Please find attached one .mdat (the issue occurs on several one)
OS is Windows 10 64-bits 1607 (AU).

Regards.


----------



## JohnM (Apr 11, 2006)

That file also works fine for me, whether I use remove all or individually remove the measurements. What happens when you try it? If you look at the REW log files afterwards (their location is shown in the Help -> About REW box) have any errors been logged?


----------



## arnaudf (Oct 29, 2016)

Hi,

When I try to remove all, I have the confirmation dialog (so I confirm) but all the measurements remain.
There is nothing in the log, except init info.

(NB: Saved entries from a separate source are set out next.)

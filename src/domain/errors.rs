use std::time::Duration;

use thiserror::Error;

#[derive(Debug, Clone, Error)]
pub enum DomainError {
    /// The named entity (`"invoice"`, `"order"`, `"menu"`, ...) does not exist.
    #[error("{0} not found")]
    NotFound(&'static str),
    #[error("Invalid input: {0}")]
    InvalidInput(String),
    #[error("Aggregation failed: {0}")]
    AggregationFailed(String),
    #[error("Failed to decode results: {0}")]
    DecodeFailed(String),
    #[error("Operation timed out after {0:?}")]
    Timeout(Duration),
    #[error("Internal error: {0}")]
    Internal(String),
}

#[cfg(test)]
mod tests {
    use super::*;

    #[test]
    fn not_found_names_the_entity() {
        assert_eq!(DomainError::NotFound("invoice").to_string(), "invoice not found");
    }

    #[test]
    fn timeout_reports_the_bound() {
        let err = DomainError::Timeout(Duration::from_secs(100));
        assert_eq!(err.to_string(), "Operation timed out after 100s");
    }
}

However removing individual measurement works.


----------



## JohnM (Apr 11, 2006)

Very strange. What happens if you select the other option in the confirm dialog, to not remove? Can you post a screenshot of the dialog?


----------



## arnaudf (Oct 29, 2016)

Hi John,

Just understood...
In fact, buttons have been swapped (see screenshot) and I click "No" without even realizing it.
Sorry for your time.


----------



## giordy60 (Aug 5, 2013)

Hi John.
I saw that on release 5.19 beta 4 is a feature called "clarity" as read?


----------



## JohnM (Apr 11, 2006)

Thanks Arnaud, glad that's all it was - I noticed the button swap as well, it seems something has changed inside the JRE as I haven't made any change. *Edit:* _Actually on investigation turns out this was a side effect of something I did, I've fixed it for the next beta, sorry._

@giordy60: Clarity, Definition and Centre Time are ISO3382 acoustic parameters that have been added in beta 3 and beta 4.


----------



## giordy60 (Aug 5, 2013)

as should be read in the charts? which parameters must be set?


----------



## JohnM (Apr 11, 2006)

There are no parameters to set. You can see the values on the Filtered IR graph or on the RT60 graph, if you select the option to 'show data panel'.


----------



## giordy60 (Aug 5, 2013)

here are the results


----------



## giordy60 (Aug 5, 2013)

how to read them?


----------



## JohnM (Apr 11, 2006)

Google clarity, definition, C80 and D50 to find information about interpreting the values, here is an example: http://www.zainea.com/clarity.htm 

They are mainly aimed at large spaces.


----------



## giordy60 (Aug 5, 2013)

thanks John :T


----------